Dataset items >>
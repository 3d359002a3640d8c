//! In-memory collaborators for unit tests.

use std::collections::{BTreeMap, HashMap, HashSet};
use std::sync::Mutex;
use std::sync::atomic::{AtomicUsize, Ordering};
use std::time::Duration;

use thiserror::Error;

use crate::bucket::BucketAggregate;
use crate::event::LifecycleEvent;
use crate::store::{AggregateStore, EventSource, NameResolver};

#[derive(Debug, Error)]
#[error("{0}")]
pub struct FakeError(pub String);

#[derive(Debug, Default)]
pub struct FakeSource {
    events: Vec<LifecycleEvent>,
    live: HashSet<String>,
    fail: bool,
    delay: Option<Duration>,
    requested: Mutex<Vec<(i64, i64)>>,
}

impl FakeSource {
    pub fn new(events: Vec<LifecycleEvent>) -> Self {
        Self {
            events,
            ..Self::default()
        }
    }

    pub fn failing() -> Self {
        Self {
            fail: true,
            ..Self::default()
        }
    }

    pub fn with_live(mut self, ids: &[&str]) -> Self {
        self.live = ids.iter().map(|s| (*s).to_string()).collect();
        self
    }

    /// Sleeps in every fetch, widening the gap between checkpoint read and
    /// write.
    pub fn with_delay(mut self, delay: Duration) -> Self {
        self.delay = Some(delay);
        self
    }

    pub fn requested_windows(&self) -> Vec<(i64, i64)> {
        self.requested.lock().unwrap().clone()
    }
}

impl EventSource for FakeSource {
    type Error = FakeError;

    fn fetch_events(&self, start_ms: i64, end_ms: i64) -> Result<Vec<LifecycleEvent>, FakeError> {
        if self.fail {
            return Err(FakeError("source offline".to_string()));
        }
        self.requested.lock().unwrap().push((start_ms, end_ms));
        if let Some(delay) = self.delay {
            std::thread::sleep(delay);
        }
        Ok(self
            .events
            .iter()
            .filter(|e| e.timestamp_ms >= start_ms && e.timestamp_ms < end_ms)
            .cloned()
            .collect())
    }

    fn live_entities_now(&self) -> Result<HashSet<String>, FakeError> {
        Ok(self.live.clone())
    }
}

#[derive(Debug, Default)]
pub struct FakeResolver {
    names: HashMap<String, String>,
    calls: AtomicUsize,
}

impl FakeResolver {
    pub fn with_names(names: &[(&str, &str)]) -> Self {
        Self {
            names: names
                .iter()
                .map(|(id, name)| ((*id).to_string(), (*name).to_string()))
                .collect(),
            calls: AtomicUsize::new(0),
        }
    }

    pub fn calls(&self) -> usize {
        self.calls.load(Ordering::SeqCst)
    }
}

impl NameResolver for FakeResolver {
    type Error = FakeError;

    fn resolve_display_name(&self, entity_id: &str) -> Result<String, FakeError> {
        self.calls.fetch_add(1, Ordering::SeqCst);
        self.names
            .get(entity_id)
            .cloned()
            .ok_or_else(|| FakeError(format!("no name for {entity_id}")))
    }
}

#[derive(Debug, Clone, Copy, PartialEq, Eq)]
pub enum CheckpointOp {
    Read,
    Write(i64),
}

#[derive(Debug, Default)]
struct StoreState {
    checkpoint: Option<i64>,
    checkpoint_log: Vec<CheckpointOp>,
    buckets: BTreeMap<(String, i64), (i64, i64)>,
    entities: BTreeMap<String, (i64, String)>,
    rejected: HashSet<String>,
}

#[derive(Debug, Default)]
pub struct FakeStore {
    state: Mutex<StoreState>,
}

impl FakeStore {
    pub fn reject_writes_for(&self, entity_id: &str) {
        self.state
            .lock()
            .unwrap()
            .rejected
            .insert(entity_id.to_string());
    }

    pub fn rows(&self) -> Vec<BucketAggregate> {
        self.query_buckets(i64::MIN, i64::MAX).unwrap()
    }

    pub fn checkpoint_value(&self) -> Option<i64> {
        self.state.lock().unwrap().checkpoint
    }

    /// Checkpoint reads and writes made through [`AggregateStore`], in order.
    pub fn checkpoint_log(&self) -> Vec<CheckpointOp> {
        self.state.lock().unwrap().checkpoint_log.clone()
    }

    pub fn display_name(&self, entity_id: &str) -> Option<String> {
        self.state
            .lock()
            .unwrap()
            .entities
            .get(entity_id)
            .map(|(_, name)| name.clone())
    }

    fn filtered(&self, entity: Option<&str>, start_ms: i64, end_ms: i64) -> Vec<BucketAggregate> {
        self.state
            .lock()
            .unwrap()
            .buckets
            .iter()
            .filter(|((id, start), _)| {
                *start >= start_ms && *start < end_ms && entity.is_none_or(|e| e == id)
            })
            .map(|((id, start), (duration, count))| BucketAggregate {
                entity_id: id.clone(),
                bucket_start_ms: *start,
                duration_ms: *duration,
                occurrence_count: *count,
            })
            .collect()
    }
}

impl AggregateStore for FakeStore {
    type Error = FakeError;

    fn checkpoint(&self) -> Result<Option<i64>, FakeError> {
        let mut state = self.state.lock().unwrap();
        state.checkpoint_log.push(CheckpointOp::Read);
        Ok(state.checkpoint)
    }

    fn set_checkpoint(&self, checkpoint_ms: i64) -> Result<(), FakeError> {
        let mut state = self.state.lock().unwrap();
        state.checkpoint_log.push(CheckpointOp::Write(checkpoint_ms));
        state.checkpoint = Some(checkpoint_ms);
        Ok(())
    }

    fn upsert_bucket(
        &self,
        entity_id: &str,
        bucket_start_ms: i64,
        duration_ms: i64,
        occurrence_count: i64,
    ) -> Result<(), FakeError> {
        let mut state = self.state.lock().unwrap();
        if state.rejected.contains(entity_id) {
            return Err(FakeError(format!("write rejected for {entity_id}")));
        }
        state.buckets.insert(
            (entity_id.to_string(), bucket_start_ms),
            (duration_ms, occurrence_count),
        );
        Ok(())
    }

    fn query_buckets(&self, start_ms: i64, end_ms: i64) -> Result<Vec<BucketAggregate>, FakeError> {
        Ok(self.filtered(None, start_ms, end_ms))
    }

    fn query_buckets_for_entity(
        &self,
        entity_id: &str,
        start_ms: i64,
        end_ms: i64,
    ) -> Result<Vec<BucketAggregate>, FakeError> {
        Ok(self.filtered(Some(entity_id), start_ms, end_ms))
    }

    fn find_entity(&self, entity_id: &str) -> Result<Option<i64>, FakeError> {
        Ok(self
            .state
            .lock()
            .unwrap()
            .entities
            .get(entity_id)
            .map(|(id, _)| *id))
    }

    fn ensure_entity(&self, entity_id: &str, display_name: &str) -> Result<i64, FakeError> {
        let mut state = self.state.lock().unwrap();
        let next_id = i64::try_from(state.entities.len()).unwrap() + 1;
        let (id, _) = state
            .entities
            .entry(entity_id.to_string())
            .or_insert_with(|| (next_id, display_name.to_string()));
        Ok(*id)
    }

    fn display_names(&self) -> Result<HashMap<String, String>, FakeError> {
        Ok(self
            .state
            .lock()
            .unwrap()
            .entities
            .iter()
            .map(|(id, (_, name))| (id.clone(), name.clone()))
            .collect())
    }
}
impl Database {
    /// Opens a database at the given path, creating it if necessary.
    ///
    /// The database schema is automatically initialized on first open.
    pub fn open(path: &Path) -> Result<Self, DbError> {
        let conn = Connection::open(path)?;
        let db = Self { conn };
        db.init()?;
        Ok(db)
    }

    /// Opens an in-memory database.
    ///
    /// Useful for testing. The database is destroyed when the connection closes.
    pub fn open_in_memory() -> Result<Self, DbError> {
        let conn = Connection::open_in_memory()?;
        let db = Self { conn };
        db.init()?;
        Ok(db)
    }

    /// Initializes the database schema.
    ///
    /// This is idempotent - safe to call on an already-initialized database.
    fn init(&self) -> Result<(), DbError> {
        self.conn.execute_batch(
            "
            -- Raw lifecycle transitions
            -- entity_id/component_id are NULL for system-wide kinds
            -- seq is the recording order; it breaks ties within a millisecond
            CREATE TABLE IF NOT EXISTS lifecycle_events (
                seq INTEGER PRIMARY KEY AUTOINCREMENT,
                id TEXT NOT NULL UNIQUE,
                timestamp_ms INTEGER NOT NULL,
                kind TEXT NOT NULL,
                entity_id TEXT,
                component_id TEXT
            );

            CREATE INDEX IF NOT EXISTS idx_lifecycle_events_timestamp
                ON lifecycle_events(timestamp_ms);
            CREATE INDEX IF NOT EXISTS idx_lifecycle_events_pair
                ON lifecycle_events(entity_id, component_id, timestamp_ms);

            CREATE TABLE IF NOT EXISTS entities (
                id INTEGER PRIMARY KEY AUTOINCREMENT,
                entity_id TEXT NOT NULL UNIQUE,
                display_name TEXT NOT NULL,
                created_at TEXT NOT NULL
            );

            CREATE TABLE IF NOT EXISTS usage_buckets (
                entity_id TEXT NOT NULL,
                bucket_start_ms INTEGER NOT NULL,
                duration_ms INTEGER NOT NULL DEFAULT 0,
                occurrence_count INTEGER NOT NULL DEFAULT 0,
                updated_at TEXT NOT NULL,
                PRIMARY KEY (entity_id, bucket_start_ms)
            );

            CREATE INDEX IF NOT EXISTS idx_usage_buckets_start
                ON usage_buckets(bucket_start_ms);

            CREATE TABLE IF NOT EXISTS sync_state (
                key TEXT PRIMARY KEY,
                value INTEGER NOT NULL
            );

            CREATE TABLE IF NOT EXISTS sync_runs (
                id TEXT PRIMARY KEY,
                started_at TEXT NOT NULL,
                window_start_ms INTEGER,
                window_end_ms INTEGER NOT NULL,
                buckets_written INTEGER NOT NULL DEFAULT 0,
                buckets_skipped INTEGER NOT NULL DEFAULT 0,
                malformed_events INTEGER NOT NULL DEFAULT 0,
                outcome TEXT NOT NULL,
                error TEXT
            );

            CREATE INDEX IF NOT EXISTS idx_sync_runs_started ON sync_runs(started_at);
            ",
        )?;
        Ok(())
    }

    /// Inserts a batch of events, ignoring duplicates by ID.
    pub fn insert_events(&mut self, events: &[EventRecord]) -> Result<usize, DbError> {
        if events.is_empty() {
            return Ok(0);
        }
        for event in events {
            validate_record(event)?;
        }
        let tx = self.conn.transaction()?;
        let mut inserted = 0;
        {
            let mut stmt = tx.prepare(
                "
                INSERT OR IGNORE INTO lifecycle_events
                (id, timestamp_ms, kind, entity_id, component_id)
                VALUES (?, ?, ?, ?, ?)
                ",
            )?;
            for event in events {
                inserted += stmt.execute(params![
                    event.id,
                    event.timestamp_ms,
                    event.kind,
                    event.entity_id,
                    event.component_id,
                ])?;
            }
        }
        tx.commit()?;
        Ok(inserted)
    }

    /// Lists events within a time range, ordered by timestamp then by the
    /// order they were recorded.
    ///
    /// The range is inclusive of `start_ms` and exclusive of `end_ms`.
    pub fn list_events_in_range(
        &self,
        start_ms: i64,
        end_ms: i64,
    ) -> Result<Vec<EventRecord>, DbError> {
        if end_ms <= start_ms {
            return Ok(Vec::new());
        }
        let mut stmt = self.conn.prepare(
            "
            SELECT id, timestamp_ms, kind, entity_id, component_id
            FROM lifecycle_events
            WHERE timestamp_ms >= ? AND timestamp_ms < ?
            ORDER BY timestamp_ms ASC, seq ASC
            ",
        )?;
        let rows = stmt.query_map([start_ms, end_ms], event_from_row)?;
        let mut events = Vec::new();
        for row in rows {
            events.push(row?);
        }
        Ok(events)
    }

    /// Total number of stored events.
    pub fn event_count(&self) -> Result<i64, DbError> {
        Ok(self
            .conn
            .query_row("SELECT COUNT(*) FROM lifecycle_events", [], |row| row.get(0))?)
    }

    /// Total number of registered entities.
    pub fn entity_count(&self) -> Result<i64, DbError> {
        Ok(self
            .conn
            .query_row("SELECT COUNT(*) FROM entities", [], |row| row.get(0))?)
    }

    /// Records the outcome of a sync pass and returns the run ID.
    pub fn record_sync_run(
        &self,
        started_at: DateTime<Utc>,
        now_ms: i64,
        outcome: &Result<SyncResult, SyncError>,
    ) -> Result<String, DbError> {
        let id = Uuid::new_v4().to_string();
        let (label, window_start_ms, written, skipped, malformed, error) = match outcome {
            Ok(result) => (
                if result.buckets_skipped == 0 {
                    SyncOutcome::Succeeded
                } else {
                    SyncOutcome::Partial
                },
                Some(result.window_start_ms),
                result.buckets_written,
                result.buckets_skipped,
                result.malformed_events,
                None,
            ),
            Err(e) => (SyncOutcome::Aborted, None, 0, 0, 0, Some(e.to_string())),
        };
        self.conn.execute(
            "
            INSERT INTO sync_runs
            (id, started_at, window_start_ms, window_end_ms, buckets_written,
             buckets_skipped, malformed_events, outcome, error)
            VALUES (?, ?, ?, ?, ?, ?, ?, ?, ?)
            ",
            params![
                id,
                format_timestamp(started_at),
                window_start_ms,
                now_ms,
                to_i64(written),
                to_i64(skipped),
                to_i64(malformed),
                label.as_str(),
                error,
            ],
        )?;
        Ok(id)
    }

    /// Returns the most recently started sync run.
    pub fn last_sync_run(&self) -> Result<Option<SyncRunRecord>, DbError> {
        Ok(self
            .conn
            .query_row(
                "
                SELECT id, started_at, window_start_ms, window_end_ms, buckets_written,
                       buckets_skipped, malformed_events, outcome, error
                FROM sync_runs
                ORDER BY started_at DESC, rowid DESC
                LIMIT 1
                ",
                [],
                |row| {
                    Ok(SyncRunRecord {
                        id: row.get(0)?,
                        started_at: row.get(1)?,
                        window_start_ms: row.get(2)?,
                        window_end_ms: row.get(3)?,
                        buckets_written: row.get(4)?,
                        buckets_skipped: row.get(5)?,
                        malformed_events: row.get(6)?,
                        outcome: row.get(7)?,
                        error: row.get(8)?,
                    })
                },
            )
            .optional()?)
    }

    fn query_bucket_rows(
        &self,
        entity_id: Option<&str>,
        start_ms: i64,
        end_ms: i64,
    ) -> Result<Vec<BucketAggregate>, DbError> {
        if end_ms <= start_ms {
            return Ok(Vec::new());
        }
        let mut stmt = self.conn.prepare(
            "
            SELECT entity_id, bucket_start_ms, duration_ms, occurrence_count
            FROM usage_buckets
            WHERE bucket_start_ms >= ?1 AND bucket_start_ms < ?2
              AND (?3 IS NULL OR entity_id = ?3)
            ORDER BY bucket_start_ms ASC, entity_id ASC
            ",
        )?;
        let rows = stmt.query_map(params![start_ms, end_ms, entity_id], |row| {
            Ok(BucketAggregate {
                entity_id: row.get(0)?,
                bucket_start_ms: row.get(1)?,
                duration_ms: row.get(2)?,
                occurrence_count: row.get(3)?,
            })
        })?;
        let mut buckets = Vec::new();
        for row in rows {
            buckets.push(row?);
        }
        Ok(buckets)
    }
}
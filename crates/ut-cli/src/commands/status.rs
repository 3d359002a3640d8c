//! Status command for showing database contents and the latest sync.

use std::io::Write;

use anyhow::Result;

use ut_core::AggregateStore;
use ut_db::Database;

use crate::Config;
use crate::commands::util::format_millis;

pub fn run<W: Write>(writer: &mut W, db: &Database, config: &Config) -> Result<()> {
    writeln!(writer, "Usage tracker status")?;
    writeln!(writer, "Database: {}", config.database_path.display())?;
    writeln!(writer, "Events: {}", db.event_count()?)?;
    writeln!(writer, "Applications: {}", db.entity_count()?)?;

    match db.checkpoint()? {
        Some(ms) => writeln!(writer, "Synced through: {}", format_millis(ms))?,
        None => writeln!(writer, "Synced through: never")?,
    }

    let Some(last) = db.last_sync_run()? else {
        writeln!(writer, "Last sync: none")?;
        return Ok(());
    };
    writeln!(
        writer,
        "Last sync: {} ({}, {} buckets written, {} skipped)",
        last.started_at, last.outcome, last.buckets_written, last.buckets_skipped
    )?;
    if let Some(error) = last.error {
        writeln!(writer, "Last error: {error}")?;
    }

    Ok(())
}
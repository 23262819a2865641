use ibc_core_client_types::Height;
use ibc_core_commitment_types::commitment::CommitmentProofBytes;
use ibc_core_host_types::identifiers::Sequence;
use ibc_primitives::prelude::*;
use ibc_primitives::Signer;
use ibc_proto::ibc::core::channel::v1::MsgTimeout as RawMsgTimeout;
use ibc_proto::Protobuf;

use crate::error::PacketError;
use crate::packet::Packet;

pub const TIMEOUT_TYPE_URL: &str = "/ibc.core.channel.v1.MsgTimeout";

/// Times out a packet on chain A, given a proof that chain B never received
/// it.
///
/// Over an ordered channel the proof covers B's `nextSequenceRecv`, which
/// must not have passed the packet; over an unordered channel it proves the
/// absence of the packet receipt.
#[derive(Clone, Debug, PartialEq, Eq)]
pub struct MsgTimeout {
    pub packet: Packet,
    pub next_seq_recv_on_b: Sequence,
    pub proof_unreceived_on_b: CommitmentProofBytes,
    pub proof_height_on_b: Height,
    pub signer: Signer,
}

impl Protobuf<RawMsgTimeout> for MsgTimeout {}

impl TryFrom<RawMsgTimeout> for MsgTimeout {
    type Error = PacketError;

    fn try_from(raw_msg: RawMsgTimeout) -> Result<Self, Self::Error> {
        Ok(MsgTimeout {
            packet: raw_msg
                .packet
                .ok_or(PacketError::MissingPacket)?
                .try_into()?,
            next_seq_recv_on_b: Sequence::from(raw_msg.next_sequence_recv),
            proof_unreceived_on_b: raw_msg
                .proof_unreceived
                .try_into()
                .map_err(PacketError::InvalidProof)?,
            proof_height_on_b: raw_msg
                .proof_height
                .and_then(|raw_height| raw_height.try_into().ok())
                .ok_or(PacketError::MissingProofHeight)?,
            signer: raw_msg.signer.into(),
        })
    }
}

impl From<MsgTimeout> for RawMsgTimeout {
    fn from(domain_msg: MsgTimeout) -> Self {
        RawMsgTimeout {
            packet: Some(domain_msg.packet.into()),
            proof_unreceived: domain_msg.proof_unreceived_on_b.into(),
            proof_height: Some(domain_msg.proof_height_on_b.into()),
            next_sequence_recv: domain_msg.next_seq_recv_on_b.value(),
            signer: domain_msg.signer.to_string(),
        }
    }
}
//! Types for the IBC events emitted by the connection handshake handlers.

use ibc_core_host_types::identifiers::{ClientId, ConnectionId};
use ibc_primitives::prelude::*;

/// Connection event types
pub const CONNECTION_OPEN_INIT_EVENT: &str = "connection_open_init";
pub const CONNECTION_OPEN_TRY_EVENT: &str = "connection_open_try";
pub const CONNECTION_OPEN_ACK_EVENT: &str = "connection_open_ack";
pub const CONNECTION_OPEN_CONFIRM_EVENT: &str = "connection_open_confirm";

#[cfg_attr(feature = "serde", derive(serde::Serialize, serde::Deserialize))]
#[derive(Clone, Debug, PartialEq, Eq)]
struct Attributes {
    connection_id: ConnectionId,
    client_id: ClientId,
    counterparty_connection_id: Option<ConnectionId>,
    counterparty_client_id: ClientId,
}

macro_rules! connection_event {
    ($(#[$doc:meta])* $name:ident, $event_type:ident) => {
        $(#[$doc])*
        #[cfg_attr(feature = "serde", derive(serde::Serialize, serde::Deserialize))]
        #[derive(Clone, Debug, PartialEq, Eq)]
        pub struct $name(Attributes);

        impl $name {
            pub fn new(
                conn_id: ConnectionId,
                client_id: ClientId,
                counterparty_conn_id: Option<ConnectionId>,
                counterparty_client_id: ClientId,
            ) -> Self {
                Self(Attributes {
                    connection_id: conn_id,
                    client_id,
                    counterparty_connection_id: counterparty_conn_id,
                    counterparty_client_id,
                })
            }

            pub fn conn_id(&self) -> &ConnectionId {
                &self.0.connection_id
            }

            pub fn client_id(&self) -> &ClientId {
                &self.0.client_id
            }

            pub fn counterparty_conn_id(&self) -> Option<&ConnectionId> {
                self.0.counterparty_connection_id.as_ref()
            }

            pub fn counterparty_client_id(&self) -> &ClientId {
                &self.0.counterparty_client_id
            }

            pub fn event_type(&self) -> &str {
                $event_type
            }
        }
    };
}

connection_event!(
    /// Emitted when chain A starts a connection handshake.
    OpenInit,
    CONNECTION_OPEN_INIT_EVENT
);
connection_event!(
    /// Emitted when chain B answers a handshake with a proven INIT end.
    OpenTry,
    CONNECTION_OPEN_TRY_EVENT
);
connection_event!(
    /// Emitted when chain A opens its end after seeing B in TRYOPEN.
    OpenAck,
    CONNECTION_OPEN_ACK_EVENT
);
connection_event!(
    /// Emitted when chain B opens its end after seeing A in OPEN.
    OpenConfirm,
    CONNECTION_OPEN_CONFIRM_EVENT
);
//! Implementation of the Channel and Packet Semantics (ICS-04) data structures.
#![no_std]
#![forbid(unsafe_code)]
#![cfg_attr(not(test), deny(clippy::unwrap_used))]
#![deny(trivial_numeric_casts, unused_import_braces)]

extern crate alloc;

#[cfg(feature = "std")]
extern crate std;

pub mod channel;
pub mod error;
pub mod events;

pub mod msgs;
pub mod packet;
pub mod timeout;

pub mod acknowledgement;
pub mod commitment;
mod version;
pub use version::Version;

/// Re-exports ICS-04 proto types from the `ibc-proto` crate
pub mod proto {
    pub use ibc_proto::ibc::core::channel::*;
}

Exercise details >> Look through the records for the string "Ordering". Copy every line that has it.

Result for this task >>
use std::sync::atomic::{AtomicUsize, Ordering};
        self.calls.load(Ordering::SeqCst)
        self.calls.fetch_add(1, Ordering::SeqCst);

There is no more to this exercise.